Records provided Start Marker

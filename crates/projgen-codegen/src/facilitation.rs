//! Instructor materials: sprint schedule, example week, micro-milestones,
//! term plan and the learning resource list.
//!
//! The daily schedule and the micro-milestones are laid out over the same
//! [`projgen_core::SprintPlan`] every other document uses.

use serde::Serialize;

use projgen_core::schedule::DayRange;
use projgen_core::GenerationContext;

use crate::document::DocumentTemplate;
use crate::view::{capitalize_first, Feature};

pub static DOCUMENTS: &[DocumentTemplate] = &[
    DocumentTemplate {
        path: "facilitation-guide/project-schedule.md",
        source: include_str!("templates/facilitation/project-schedule.md"),
    },
    DocumentTemplate {
        path: "facilitation-guide/example-week.md",
        source: include_str!("templates/facilitation/example-week.md"),
    },
    DocumentTemplate {
        path: "facilitation-guide/micro-milestones.md",
        source: include_str!("templates/facilitation/micro-milestones.md"),
    },
    DocumentTemplate {
        path: "facilitation-guide/term-example.md",
        source: include_str!("templates/facilitation/term-example.md"),
    },
    DocumentTemplate {
        path: "learn-more/resources.md",
        source: include_str!("templates/facilitation/resources.md"),
    },
];

const SPRINT_TITLES: [&str; 4] = ["Foundation", "Core Features", "Advanced Features", "Testing & Deploy"];

const SPRINT_OBJECTIVES: [&str; 4] = [
    "Set up development environment and basic structure",
    "Implement main functionality",
    "Add persistence and detail views",
    "Polish and deploy",
];

#[derive(Debug, Clone, Serialize)]
pub struct DayFocus {
    pub day: u32,
    pub focus: String,
}

/// One sprint as the templates see it.
#[derive(Debug, Clone, Serialize)]
pub struct SprintView {
    pub number: usize,
    pub title: &'static str,
    pub objective: &'static str,
    pub start: u32,
    pub end: u32,
    /// `"1-3"`, `"4"` or `"none"`.
    pub label: String,
    /// `"Days 1-3"`, `"Day 4"` or a note that the sprint has no days.
    pub days_label: String,
    pub is_empty: bool,
    pub days: Vec<DayFocus>,
}

/// A day of the micro-milestone checklist.
#[derive(Debug, Clone, Serialize)]
pub struct MicroMilestoneDay {
    pub day: u32,
    pub sprint: usize,
    pub title: String,
    pub items: Vec<String>,
    /// True when the day only finishes a milestone started earlier.
    pub continued: bool,
}

struct MicroBlock {
    title: &'static str,
    items: Vec<String>,
}

pub fn days_label(range: &DayRange) -> String {
    if range.is_empty() {
        "No days scheduled".to_string()
    } else if range.start == range.end {
        format!("Day {}", range.start)
    } else {
        format!("Days {}", range.label())
    }
}

/// Rotating focus topics for the days of one sprint.
fn phase_focuses(sprint: usize, ctx: &GenerationContext, lead: &[Feature]) -> Vec<String> {
    let live_api = ctx.stack.api_integration.is_live();
    let feature = |i: usize| lead.get(i).map(|f| f.name).unwrap_or("core feature");
    match sprint {
        1 => vec![
            "Project initialization and dependencies".to_string(),
            "Routing and base structure".to_string(),
            "CSS foundation and responsive setup".to_string(),
        ],
        2 => vec![
            if live_api { "API service layer" } else { "Data service layer" }.to_string(),
            format!("{} implementation", capitalize_first(feature(0))),
            "UI components and loading states".to_string(),
            "Error handling and edge cases".to_string(),
        ],
        3 => vec![
            "Detail views".to_string(),
            format!("Data persistence with {}", ctx.stack.preset.storage()),
            format!("{} functionality", capitalize_first(feature(2))),
            "URL state management".to_string(),
        ],
        _ => vec![
            "Accessibility audit and fixes".to_string(),
            "Unit and component tests".to_string(),
            "Performance optimization".to_string(),
            "Deployment and documentation".to_string(),
        ],
    }
}

/// Build the four sprint views with a focus for every day. Focus topics
/// restart at the first day of each sprint and cycle when a sprint runs
/// longer than its topic list.
pub fn sprint_views(ctx: &GenerationContext, lead: &[Feature]) -> Vec<SprintView> {
    ctx.sprints
        .ranges()
        .iter()
        .enumerate()
        .map(|(i, range)| {
            let number = i + 1;
            let focuses = phase_focuses(number, ctx, lead);
            let days = range
                .days()
                .enumerate()
                .map(|(pos, day)| DayFocus {
                    day,
                    focus: focuses[pos % focuses.len()].clone(),
                })
                .collect();

            SprintView {
                number,
                title: SPRINT_TITLES[i],
                objective: SPRINT_OBJECTIVES[i],
                start: range.start,
                end: range.end,
                label: range.label(),
                days_label: days_label(range),
                is_empty: range.is_empty(),
                days,
            }
        })
        .collect()
}

fn items(list: &[&str]) -> Vec<String> {
    list.iter().map(|s| s.to_string()).collect()
}

/// The ten micro-milestones, grouped by the sprint they belong to.
fn micro_blocks(ctx: &GenerationContext, lead: &[Feature]) -> [Vec<MicroBlock>; 4] {
    let preset = &ctx.stack.preset;
    let pm = preset.package_manager();
    let feature = |i: usize| lead.get(i).map(|f| f.sentence.clone()).unwrap_or_default();

    let data_block = if ctx.stack.api_integration.is_live() {
        MicroBlock {
            title: "API Integration",
            items: items(&[
                "API service created",
                "Custom hooks implemented",
                "First API call successful",
                "Error handling working",
            ]),
        }
    } else {
        MicroBlock {
            title: "Data Layer",
            items: items(&[
                "Data service created",
                "Custom hooks implemented",
                "First record saved and reloaded",
                "Error handling working",
            ]),
        }
    };

    [
        vec![
            MicroBlock {
                title: "Environment Setup",
                items: vec![
                    format!("Node.js and {} installed", pm),
                    format!("Project initialized with {}", preset.name()),
                    "Dependencies installed".to_string(),
                    "Dev server running".to_string(),
                ],
            },
            MicroBlock {
                title: "Routing & Structure",
                items: items(&[
                    "Routing configured (3 routes)",
                    "AppShell component created",
                    "Navigation working",
                    "Base CSS applied",
                ]),
            },
        ],
        vec![
            data_block,
            MicroBlock {
                title: "Main Components",
                items: vec![
                    format!("{} component complete", feature(0)),
                    "Loading states implemented".to_string(),
                    "Results displaying correctly".to_string(),
                    "Mobile responsive".to_string(),
                ],
            },
        ],
        vec![
            MicroBlock {
                title: "Detail Views",
                items: items(&[
                    "Detail page created",
                    "Data fetching by ID",
                    "Full information displayed",
                    "Navigation from list to detail",
                ]),
            },
            MicroBlock {
                title: "Persistence",
                items: vec![
                    format!("{} integration", preset.storage()),
                    format!("{} functionality", feature(2)),
                    "Data persists across sessions".to_string(),
                    "UI updates correctly".to_string(),
                ],
            },
            MicroBlock {
                title: "Polish UI",
                items: items(&[
                    "Responsive design refined",
                    "Interactions smooth",
                    "Empty states handled",
                    "Error states polished",
                ]),
            },
        ],
        vec![
            MicroBlock {
                title: "Accessibility",
                items: items(&[
                    "ARIA labels added",
                    "Keyboard navigation working",
                    "Screen reader tested",
                    "Color contrast verified",
                ]),
            },
            MicroBlock {
                title: "Testing",
                items: items(&[
                    "Unit tests written",
                    "Component tests written",
                    "Lighthouse audit passed",
                    "Cross-browser tested",
                ]),
            },
            MicroBlock {
                title: "Deploy",
                items: items(&[
                    "Production build created",
                    "Deployed to hosting platform",
                    "Environment variables configured",
                    "Documentation complete",
                ]),
            },
        ],
    ]
}

/// Spread the micro-milestones over the project days.
///
/// Each sprint's milestones go to that sprint's days. Milestones of an empty
/// sprint move to the next non-empty one (or the last one when none follows),
/// so every milestone is scheduled exactly once. Within a sprint, day `i` of
/// `L` takes milestones `ceil(i*B/L) .. ceil((i+1)*B/L)`: short sprints pack
/// several milestones into a day, long ones spend extra days finishing.
pub fn micro_milestones(ctx: &GenerationContext, lead: &[Feature]) -> Vec<MicroMilestoneDay> {
    let plan = &ctx.sprints;
    let mut assigned: Vec<(usize, DayRange, Vec<MicroBlock>)> = Vec::new();
    let mut pending: Vec<MicroBlock> = Vec::new();

    for ((i, range), blocks) in plan.ranges().iter().enumerate().zip(micro_blocks(ctx, lead)) {
        pending.extend(blocks);
        if !range.is_empty() {
            assigned.push((i + 1, *range, std::mem::take(&mut pending)));
        }
    }
    if let Some((_, _, blocks)) = assigned.last_mut() {
        blocks.append(&mut pending);
    }

    let mut out = Vec::new();
    for (sprint, range, blocks) in assigned {
        let len = range.len() as usize;
        let count = blocks.len();
        let ceil_div = |n: usize| (n + len - 1) / len;
        let mut started_on = range.start;

        for (i, day) in range.days().enumerate() {
            let first = ceil_div(i * count);
            let last = ceil_div((i + 1) * count);

            if first < last {
                let todays = &blocks[first..last];
                started_on = day;
                out.push(MicroMilestoneDay {
                    day,
                    sprint,
                    title: todays.iter().map(|b| b.title).collect::<Vec<_>>().join(" + "),
                    items: todays.iter().flat_map(|b| b.items.iter().cloned()).collect(),
                    continued: false,
                });
            } else {
                let open = &blocks[first - 1];
                out.push(MicroMilestoneDay {
                    day,
                    sprint,
                    title: format!("{} (continued)", open.title),
                    items: vec![
                        format!("Finish open items from Day {}", started_on),
                        "Commit and push progress".to_string(),
                    ],
                    continued: true,
                });
            }
        }
    }
    out
}

#[cfg(test)]
mod tests {
    use super::*;
    use chrono::NaiveDate;
    use projgen_core::{ProjectParameters, ProjectType, SkillLevel};

    const ALL_TITLES: [&str; 10] = [
        "Environment Setup",
        "Routing & Structure",
        "API Integration",
        "Main Components",
        "Detail Views",
        "Persistence",
        "Polish UI",
        "Accessibility",
        "Testing",
        "Deploy",
    ];

    fn context(duration: u32) -> GenerationContext {
        let params = ProjectParameters::new(
            "Movie Finder",
            duration,
            SkillLevel::Intermediate,
            "./out",
            None,
            ProjectType::WebSpa,
        )
        .unwrap();
        GenerationContext::assemble(params, NaiveDate::from_ymd_opt(2025, 1, 1).unwrap())
    }

    fn lead() -> Vec<Feature> {
        ["search", "details", "favorites", "ratings"]
            .into_iter()
            .map(|name| Feature {
                name,
                title: name.to_string(),
                sentence: capitalize_first(name),
            })
            .collect()
    }

    #[test]
    fn test_ten_days_one_milestone_each() {
        let ctx = context(10);
        let days = micro_milestones(&ctx, &lead());
        let titles: Vec<&str> = days.iter().map(|d| d.title.as_str()).collect();
        assert_eq!(
            titles,
            vec![
                "Environment Setup",
                "Routing & Structure",
                "Routing & Structure (continued)",
                "API Integration",
                "Main Components",
                "Detail Views",
                "Persistence",
                "Polish UI",
                "Accessibility + Testing",
                "Deploy",
            ]
        );
        assert!(days[2].continued);
        assert_eq!(days[2].items[0], "Finish open items from Day 2");
    }

    #[test]
    fn test_every_milestone_scheduled_once() {
        for d in 1..=30 {
            let ctx = context(d);
            let days = micro_milestones(&ctx, &lead());

            let listed: Vec<u32> = days.iter().map(|m| m.day).collect();
            assert_eq!(listed, (1..=d).collect::<Vec<_>>(), "duration {}", d);

            let started: Vec<&str> = days
                .iter()
                .filter(|m| !m.continued)
                .flat_map(|m| m.title.split(" + "))
                .collect();
            assert_eq!(started, ALL_TITLES.to_vec(), "duration {}", d);
        }
    }

    #[test]
    fn test_single_day_project_packs_everything() {
        let ctx = context(1);
        let days = micro_milestones(&ctx, &lead());
        assert_eq!(days.len(), 1);
        assert_eq!(days[0].items.len(), 40);
    }

    #[test]
    fn test_sprint_views_follow_plan() {
        let ctx = context(10);
        let views = sprint_views(&ctx, &lead());
        assert_eq!(views.len(), 4);
        assert_eq!(views[0].days_label, "Days 1-3");
        assert_eq!(views[1].label, "4-5");
        assert_eq!(views[1].days[0].focus, "API service layer");
        assert_eq!(views[1].days[1].focus, "Search implementation");
        assert_eq!(views[2].days[2].focus, "Favorites functionality");
        assert_eq!(views[3].days.len(), 2);
    }

    #[test]
    fn test_focus_cycles_in_long_sprints() {
        let ctx = context(30);
        let views = sprint_views(&ctx, &lead());
        let first = &views[0];
        assert_eq!(first.days.len(), 8);
        assert_eq!(first.days[3].focus, first.days[0].focus);
    }

    #[test]
    fn test_empty_sprint_label() {
        let ctx = context(2);
        let views = sprint_views(&ctx, &lead());
        assert!(views[1].is_empty);
        assert_eq!(views[1].days_label, "No days scheduled");
        assert_eq!(views[2].days_label, "Day 2");
    }
}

Records provided End Marker

Prompt: Word for word, restate only the lines from the one containing "assert!(days[2].continued);" through the last line of the entries, with both ends kept.

Output for this task:
        assert!(days[2].continued);
        assert_eq!(days[2].items[0], "Finish open items from Day 2");
    }

    #[test]
    fn test_every_milestone_scheduled_once() {
        for d in 1..=30 {
            let ctx = context(d);
            let days = micro_milestones(&ctx, &lead());

            let listed: Vec<u32> = days.iter().map(|m| m.day).collect();
            assert_eq!(listed, (1..=d).collect::<Vec<_>>(), "duration {}", d);

            let started: Vec<&str> = days
                .iter()
                .filter(|m| !m.continued)
                .flat_map(|m| m.title.split(" + "))
                .collect();
            assert_eq!(started, ALL_TITLES.to_vec(), "duration {}", d);
        }
    }

    #[test]
    fn test_single_day_project_packs_everything() {
        let ctx = context(1);
        let days = micro_milestones(&ctx, &lead());
        assert_eq!(days.len(), 1);
        assert_eq!(days[0].items.len(), 40);
    }

    #[test]
    fn test_sprint_views_follow_plan() {
        let ctx = context(10);
        let views = sprint_views(&ctx, &lead());
        assert_eq!(views.len(), 4);
        assert_eq!(views[0].days_label, "Days 1-3");
        assert_eq!(views[1].label, "4-5");
        assert_eq!(views[1].days[0].focus, "API service layer");
        assert_eq!(views[1].days[1].focus, "Search implementation");
        assert_eq!(views[2].days[2].focus, "Favorites functionality");
        assert_eq!(views[3].days.len(), 2);
    }

    #[test]
    fn test_focus_cycles_in_long_sprints() {
        let ctx = context(30);
        let views = sprint_views(&ctx, &lead());
        let first = &views[0];
        assert_eq!(first.days.len(), 8);
        assert_eq!(first.days[3].focus, first.days[0].focus);
    }

    #[test]
    fn test_empty_sprint_label() {
        let ctx = context(2);
        let views = sprint_views(&ctx, &lead());
        assert!(views[1].is_empty);
        assert_eq!(views[1].days_label, "No days scheduled");
        assert_eq!(views[2].days_label, "Day 2");
    }
}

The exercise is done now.